L2/01-168

From: Kenneth Whistler [kenw@sybase.com]
Sent: Tuesday, April 10, 2001 3:02 PM

Subject: Bracket Disunification & Normalization Hell

O.k., bracket disunification advocates, I have some questions
for you.

WG2 N2345R advocates the disunification of 6 existing CJK brackets,
to provide explicit math forms. It also renames two math brackets
from PDAM1, disunifies them, and provides 2 new CJK brackets for
that pair.

However, WG2 N2345R says *nothing* about the Unicode properties,
including compatibility decompositions, if any, for the proposed
new brackets. Before the UTC can sign off on these new characters,
we are going to need a coherent story from the advocates regarding
the complete set of properties for them. (I'm not planning to assign
them myself and be left holding the bag when the nitpickers start
pointing out inconsistencies.)

Existing characters and their properties. All of the characters
are Bidi ON, so I will omit that as predictable. Also, the Linebreak
property is OP if the General Category is Ps and CL if the
General Category is Pe, so that is also predictable. The issues
revolve around the East Asian width property, the Other_Math
property, and decompositions.

GCat = Ps, EAW = Na, Other_Math = Y

0028	LEFT PARENTHESIS
005B	LEFT SQUARE BRACKET
007B	LEFT CURLY BRACKET

GCat = Ps, EAW = F,  Other_Math = Y

FF08	FULLWIDTH LEFT PARENTHESIS	==> <wide> 0028
FF3B	FULLWIDTH LEFT SQUARE BRACKET	==> <wide> 005B
FF5B	FULLWIDTH LEFT CURLY BRACKET	==> <wide> 007B

GCat = Ps, EAW = A,  Other_Math = Y

2329	LEFT-POINTING ANGLE BRACKET	==> 3008
3008	LEFT ANGLE BRACKET
301A	LEFT WHITE SQUARE BRACKET

GCat = Ps, EAW = A,  Other_Math = N

300A	LEFT DOUBLE ANGLE BRACKET
3014	LEFT TORTOISE SHELL BRACKET
3018	LEFT WHITE TORTOISE SHELL BRACKET

GCat = Pe, EAW = Na, Other_Math = Y

0029	RIGHT PARENTHESIS
005D	RIGHT SQUARE BRACKET
007D	RIGHT CURLY BRACKET

GCat = Pe, EAW = F,  Other_Math = Y

FF09	FULLWIDTH RIGHT PARENTHESIS	==> <wide> 0029
FF3D	FULLWIDTH RIGHT SQUARE BRACKET	==> <wide> 005D
FF5D	FULLWIDTH RIGHT CURLY BRACKET	==> <wide> 007D

GCat = Pe, EAW = A,  Other_Math = Y

232A	RIGHT-POINTING ANGLE BRACKET	==> 3009
3009	RIGHT ANGLE BRACKET
301B	RIGHT WHITE SQUARE BRACKET

GCat = Pe, EAW = A,  Other_Math = N

300B	RIGHT DOUBLE ANGLE BRACKET
3015	RIGHT TORTOISE SHELL BRACKET
3019	RIGHT WHITE TORTOISE SHELL BRACKET


The proposed new characters are:

2B00	MATHEMATICAL LEFT WHITE SQUARE BRACKET
2B01	MATHEMATICAL RIGHT WHITE SQUARE BRACKET
2B02	MATHEMATICAL LEFT ANGLE BRACKET
2B03	MATHEMATICAL RIGHT ANGLE BRACKET
2B04	MATHEMATICAL LEFT DOUBLE ANGLE BRACKET
2B05	MATHEMATICAL RIGHT DOUBLE ANGLE BRACKET

2985	MATHEMATICAL WHITE LEFT PARENTHESIS
2986	MATHEMATICAL WHITE RIGHT PARENTHESIS
33DE	WHITE LEFT PARENTHESIS
33DF	WHITE RIGHT PARENTHESIS

The first 6 are explicitly cloned narrow versions of existing
brackets in the CJK punctuation block. The last 4 are a
cloned-at-birth pair for newly encoded white parentheses.
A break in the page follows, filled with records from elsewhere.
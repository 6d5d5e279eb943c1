//! Metrics for observability.
//!
//! Exports Prometheus-compatible metrics for:
//! - Batch cursor progress and cold starts
//! - Sync state transitions
//! - Verification attempts and checksum mismatches
//! - Batch claim queries
//!
//! # Metric Naming Convention
//!
//! All metrics are prefixed with `registry_` and follow Prometheus
//! conventions: counters end in `_total`, gauges represent current state,
//! histograms track distributions.

use metrics::{counter, gauge, histogram};
use std::time::Duration;

/// Record a handed-out cursor range and its width.
pub fn record_next_range(batcher_key: &str, len: u64) {
    counter!("registry_batcher_ranges_total", "key" => batcher_key.to_string()).increment(1);
    counter!("registry_batcher_ids_total", "key" => batcher_key.to_string()).increment(len);
}

/// Record a cursor cold start (cache miss or eviction).
pub fn record_cursor_cold_start(batcher_key: &str) {
    counter!("registry_batcher_cold_starts_total", "key" => batcher_key.to_string()).increment(1);
}

/// Record a sync state transition.
pub fn record_sync_transition(to: &str) {
    counter!("registry_sync_transitions_total", "to" => to.to_string()).increment(1);
}

/// Record a verification state transition.
pub fn record_verification_transition(to: &str) {
    counter!("registry_verification_transitions_total", "to" => to.to_string()).increment(1);
}

/// Record a checksum mismatch (content divergence, not a computation error).
pub fn record_checksum_mismatch() {
    counter!("registry_checksum_mismatches_total").increment(1);
}

/// Record a batch claim query: how many rows were claimed and how long the
/// claim took.
pub fn record_batch_claim(method: &str, count: usize, duration: Duration) {
    counter!("registry_batch_claims_total", "method" => method.to_string()).increment(1);
    counter!("registry_batch_claimed_rows_total", "method" => method.to_string())
        .increment(count as u64);
    histogram!("registry_batch_claim_seconds", "method" => method.to_string())
        .record(duration.as_secs_f64());
}

/// Record rows recovered by a timeout reaper.
pub fn record_timeout_recovery(kind: &str, count: u64) {
    counter!("registry_timeout_recoveries_total", "kind" => kind.to_string()).increment(count);
}

/// Record the current needs-verification backlog (bounded sample).
pub fn record_needs_verification(count: i64) {
    gauge!("registry_needs_verification").set(count as f64);
}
Let's take the first 6 first. Presumably these are all intended
as EAW = Na and Other_Math = Y. But that raises the question of
what to do about the properties of the characters they are cloned
from. Presumably, 3008, 3009, 300A, 300B, 301A, 301B switch from
EAW = A to EAW = W, since the whole point of the cloning is to
remove the width ambiguity on the CJK characters. Because of
the canonical equivalence defined for 2329 and 232A, they would
presumably also switch to EAW = W.

Regarding the math property, the 6 new characters are explicitly
intended for math, so would get Other_Math = Y. But that raises
the question whether the now explicitly contrasting characters
2329, 232A, 3008, 3009, 301A, 301B should have their Other_Math
property switched to N, as they would no longer be the suggested
versions of the brackets to use in math itself.

And then there is the stickiest question: compatibility
decompositions. What is going on here is a disunification based
on a compatibility issue--character width and glyph positioning
in CJK typographical contexts as contrasted with mathematical
contexts. In the ordinary course of affairs, one would expect
one of each pair to be designated the "real" character, and the
other to be given a compatibility mapping to that character.
But we have a problem here. The prototype for these CJK clones
is established by the fullwidth ASCII:

FF08	FULLWIDTH LEFT PARENTHESIS	==> <wide> 0028

But this pattern fails for the newly suggested disunification
clones because of the legacy status of the CJK punctuation in
the standard. We cannot now add compatibility decompositions for
any of them, since that would break normalization. That leaves
the alternative:

2B00	MATHEMATICAL LEFT WHITE SQUARE BRACKET ==> <narrow> 301A

and so on. Or we could claim no compatibility decompositions should
be provided at all for the new characters, despite the fact that
they are proposed for encoding explicitly as compatibility 
disunification clones. Whichever route we take, however, gets us
into normalization hell.

1. Using the <narrow> decompositions, normalization forms KD and KC
would normalize some of the pairs to ASCII (narrow) and some of the
pairs to CJK punctuation (wide). That is an inconsistency that
belies the nature of the intended contrasts here.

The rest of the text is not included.